_Activity:_ Write only the number of lines in the records beneath that hold "format".

____ Records to process

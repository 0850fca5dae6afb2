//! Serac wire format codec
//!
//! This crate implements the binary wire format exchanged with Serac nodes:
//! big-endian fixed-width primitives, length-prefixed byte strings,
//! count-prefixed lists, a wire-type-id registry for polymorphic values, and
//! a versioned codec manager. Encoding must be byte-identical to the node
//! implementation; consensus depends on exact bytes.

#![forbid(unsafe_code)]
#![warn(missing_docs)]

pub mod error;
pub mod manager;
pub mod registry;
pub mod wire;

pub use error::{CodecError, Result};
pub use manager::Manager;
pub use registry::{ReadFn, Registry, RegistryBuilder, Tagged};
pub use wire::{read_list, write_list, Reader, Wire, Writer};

________

_Output for this exercise:_ 2